Nel 2016 un altro colosso legale, Allen & Overy, si è alleato con Deloitte per creare MarginMatrix, software che gestisce per conto delle banche i nuovi processi di compliance introdotti sul mercato dei derivati over-the-counter: l’intelligenza artificiale è in grado di redarre in tre minuti documenti che fino a ieri richiedevano tre ore di lavoro di un avvocato umano.

Sempre a Londra il colosso legale britannico Linklaters, presente con 29 uffici e oltre duemila avvocati in 20 Paesi del mondo, ha messo a punto assieme alla startup londinese Eigen Technologies un device chiamato LinkRFI: è un software che setaccia per conto di banche del calibro di Lloyds Banking o RBS i registri delle autorità di regolamentazione finanziaria europee per controllare migliaia di nominativi in tempo reale, e con grande accuratezza.

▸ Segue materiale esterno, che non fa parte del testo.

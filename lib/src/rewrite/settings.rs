/// Options for rewriting classes
pub struct Settings {
    /// Rewrite every method that verifies, not just the ones using subroutines
    ///
    /// Rewriting a method without subroutines only drops unreachable code (and the
    /// `StackMapTable`), so this is mostly useful for checking the rewriter itself.
    pub inline_all: bool,

    /// Fall back to type inference when type checking a version 50 class fails
    ///
    /// This only matters when a type checking strategy is supplied.
    pub allow_fallback: bool,

    /// Keep going after a method fails to verify or rewrite
    ///
    /// The failing methods are left unchanged and reported at the end.
    pub keep_going: bool,

    /// Drop the `StackMapTable` of rewritten methods
    ///
    /// The offsets in the table refer to the original code, so the table can't be kept. When this
    /// is off, methods with a `StackMapTable` are left unchanged instead.
    pub drop_stack_map_tables: bool,
}

impl Settings {
    pub fn new() -> Settings {
        Settings {
            inline_all: false,
            allow_fallback: true,
            keep_going: false,
            drop_stack_map_tables: true,
        }
    }
}

impl Default for Settings {
    fn default() -> Settings {
        Settings::new()
    }
}
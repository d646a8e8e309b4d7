use crate::jvm::class_file::{Attribute, AttributeLike, Code, ConstantIndex, ConstantPool};
use crate::jvm::{ClassFormatError, MethodAccessFlags, Parse, Serialize};
use byteorder::{ReadBytesExt, WriteBytesExt};

/// Field or method declared by a class or interface
///
/// Fields and methods share the same layout in class files.
///
/// [0]: https://docs.oracle.com/javase/specs/jvms/se15/html/jvms-4.html#jvms-4.6
#[derive(Debug, Clone, PartialEq, Eq)]
pub struct Member {
    pub access_flags: u16,
    pub name_index: ConstantIndex,
    pub descriptor_index: ConstantIndex,
    pub attributes: Vec<Attribute>,
}

impl Member {
    pub fn name<'a>(&self, constants: &'a ConstantPool) -> Result<&'a str, ClassFormatError> {
        constants.utf8(self.name_index)
    }

    pub fn descriptor<'a>(&self, constants: &'a ConstantPool) -> Result<&'a str, ClassFormatError> {
        constants.utf8(self.descriptor_index)
    }

    /// Interpret the access flags as method flags
    pub fn method_access_flags(&self) -> MethodAccessFlags {
        MethodAccessFlags::from_bits_truncate(self.access_flags)
    }

    /// Position of the first attribute of the given kind
    pub fn find_attribute<A: AttributeLike>(&self, constants: &ConstantPool) -> Option<usize> {
        self.attributes
            .iter()
            .position(|attribute| attribute.is::<A>(constants))
    }

    /// Decode the method body (if there is one)
    pub fn code(&self, constants: &ConstantPool) -> Result<Option<Code>, ClassFormatError> {
        match self.find_attribute::<Code>(constants) {
            None => Ok(None),
            Some(idx) => self.attributes[idx].decode().map(Some),
        }
    }

    /// Replace the method body, keeping the position of the existing `Code` attribute
    pub fn replace_code(
        &mut self,
        code: &Code,
        constants: &mut ConstantPool,
    ) -> std::io::Result<()> {
        let encoded = Attribute::encode(code, constants)?;
        match self.find_attribute::<Code>(constants) {
            Some(idx) => self.attributes[idx] = encoded,
            None => self.attributes.push(encoded),
        }
        Ok(())
    }
}

impl Serialize for Member {
    fn serialize<W: WriteBytesExt>(&self, writer: &mut W) -> std::io::Result<()> {
        self.access_flags.serialize(writer)?;
        self.name_index.serialize(writer)?;
        self.descriptor_index.serialize(writer)?;
        self.attributes.serialize(writer)?;
        Ok(())
    }
}

impl Parse for Member {
    fn parse<R: ReadBytesExt>(reader: &mut R) -> Result<Self, ClassFormatError> {
        Ok(Member {
            access_flags: u16::parse(reader)?,
            name_index: ConstantIndex::parse(reader)?,
            descriptor_index: ConstantIndex::parse(reader)?,
            attributes: Vec::parse(reader)?,
        })
    }
}
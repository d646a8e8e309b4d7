use std::fmt::{Display, Error as FmtError, Formatter};
use std::io;
use thiserror::Error;

/// Errors from reading, verifying, or rewriting class files
#[derive(Debug, Error)]
pub enum Error {
    #[error("I/O error: {0}")]
    IoError(#[from] io::Error),

    #[error("Malformed class file: {0}")]
    ClassFormat(#[from] ClassFormatError),

    #[error(transparent)]
    Verify(#[from] VerifyError),
}

/// Class file could not be decoded
#[derive(Debug, Error)]
pub enum ClassFormatError {
    #[error("Bad magic header {0:#010x}")]
    BadMagic(u32),

    #[error("Unexpected end of input")]
    Truncated,

    #[error("Unknown tag {tag} for constant at index {index}")]
    BadConstantTag { tag: u8, index: u16 },

    #[error("Constant pool index {index} is not a {expected} constant")]
    BadConstantIndex { index: u16, expected: &'static str },

    #[error("Invalid modified UTF-8 string")]
    BadUtf8,

    #[error("Unknown method handle kind {0}")]
    BadHandleKind(u8),

    #[error("Malformed descriptor or name '{0}'")]
    BadDescriptor(String),

    #[error("Attribute '{name}' has {extra} unexpected trailing bytes")]
    TrailingBytes { name: &'static str, extra: usize },

    #[error("I/O error: {0}")]
    Io(io::Error),
}

impl From<io::Error> for ClassFormatError {
    fn from(err: io::Error) -> ClassFormatError {
        if err.kind() == io::ErrorKind::UnexpectedEof {
            ClassFormatError::Truncated
        } else {
            ClassFormatError::Io(err)
        }
    }
}

/// Verification (or subroutine inlining) failure for one method
#[derive(Debug, Clone, PartialEq, Eq)]
pub struct VerifyError {
    /// Bytecode position of the offending instruction, when there is one
    pub position: Option<usize>,
    pub kind: VerifyErrorKind,
}

impl VerifyError {
    pub fn at(position: usize, kind: VerifyErrorKind) -> VerifyError {
        VerifyError {
            position: Some(position),
            kind,
        }
    }
}

impl From<VerifyErrorKind> for VerifyError {
    fn from(kind: VerifyErrorKind) -> VerifyError {
        VerifyError {
            position: None,
            kind,
        }
    }
}

impl Display for VerifyError {
    fn fmt(&self, f: &mut Formatter<'_>) -> Result<(), FmtError> {
        match self.position {
            Some(position) => write!(f, "Verify error at position {}: {}", position, self.kind),
            None => write!(f, "Verify error: {}", self.kind),
        }
    }
}

impl std::error::Error for VerifyError {}

#[derive(Debug, Error, Clone, PartialEq, Eq)]
pub enum VerifyErrorKind {
    #[error("Invalid branch target or exception handler entry position ({0})")]
    InvalidTarget(i64),

    #[error("Execution falls off end of method")]
    FallsOffEnd,

    #[error("Multiple returns to single JSR")]
    MultipleReturns,

    #[error("RET instruction outside of a subroutine")]
    RetOutsideSubroutine,

    #[error("Illegal return from subroutine")]
    IllegalReturn,

    #[error("Recursive subroutine call")]
    RecursiveSubroutine,

    #[error("Two subroutines cannot merge to a single RET")]
    SubroutineMerge,

    #[error("Local {0} does not hold a return address")]
    NotReturnAddress(u16),

    #[error("RET returns from inconsistent numbers of nested subroutines")]
    InconsistentRetNesting,

    #[error("Unsupported opcode {0:#04x}")]
    UnsupportedOpcode(u8),

    #[error("Instruction operands extend past the end of the code")]
    TruncatedInstruction,

    #[error("Malformed switch instruction")]
    InvalidSwitch,

    #[error("WIDE applied to an instruction that cannot be widened")]
    InvalidWide,

    #[error("Pop from an empty operand stack")]
    EmptyStack,

    #[error("Operand stack exceeds max_stack")]
    StackOverflow,

    #[error("Local variable index {0} exceeds max_locals")]
    InvalidLocal(u16),

    #[error("Expected {expected} but found {found}")]
    IncompatibleType { expected: String, found: String },

    #[error("Operation splits a category 2 value")]
    InvalidWidth,

    #[error("Operand stack heights differ at merge point")]
    StackHeightMismatch,

    #[error("Incompatible operand stack types at merge point")]
    IncompatibleStackSlot,

    #[error("Bad constant reference: {0}")]
    BadConstant(String),

    #[error("Malformed method descriptor '{0}'")]
    BadDescriptor(String),

    #[error("Return instruction does not match the method return type")]
    BadReturn,

    #[error("Subroutine inlining expansion caused an offset to grow beyond what a branch instruction can encode")]
    OffsetOverflow,

    #[error("Cannot find new position for instruction that used to be at {0}")]
    MissingDuplicate(usize),

    #[error("Subroutine call has no continuation to return to")]
    MissingContinuation,

    #[error("Rewritten code is {0} bytes long, which exceeds the 65535 byte limit")]
    CodeTooLarge(usize),
}

#[cfg(test)]
mod test {
    use super::*;

    #[test]
    fn messages() {
        let err = VerifyError::at(12, VerifyErrorKind::InvalidTarget(-3));
        assert_eq!(
            err.to_string(),
            "Verify error at position 12: Invalid branch target or exception handler entry position (-3)"
        );

        let err = VerifyError::from(VerifyErrorKind::MissingDuplicate(7));
        assert_eq!(
            err.to_string(),
            "Verify error: Cannot find new position for instruction that used to be at 7"
        );
    }

    #[test]
    fn eof_is_truncation() {
        let io_err = io::Error::new(io::ErrorKind::UnexpectedEof, "eof");
        assert!(matches!(
            ClassFormatError::from(io_err),
            ClassFormatError::Truncated
        ));
    }
}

Nella capitale inglese è nata anche Ravn, un’intelligenza artificiale in grado di “leggere” migliaia di documenti in tempo reale organizzandone i contenuti secondo la chiave di analisi desiderata. Una ricerca hi-tech sartoriale, utilissima in studi legali in cui la massa di documenti continua a crescere. Oltre che law firms del calibro di Berwin Leighton Paisner, questo software viene utilizzato anche da società come Sky e Bloomberg.

A fronte della moltiplicazione dei robot, non fa quasi più notizia la stima di Deloitte Insight, che nel prossimo decennio prevede la scomparsa di oltre 110mila posti di lavoro nel settore legale (il 39% del totale). Ne verranno creati di nuovi, naturalmente, ma secondo Peter Saunders – uno degli analisti di Deloitte che ha scritto la ricerca in questione, “Developing legal talent” – il vero problema è che già oggi esiste un disallineamento tra le figure professionali formate nelle università e quelle (con curriculum più ad ampio respiro) di cui gli studi legali hanno effettivamente bisogno. Come nel resto del mondo del lavoro, anche in ambito legale i robot hanno gioco facile nel sostituire gli umani negli impieghi routinari.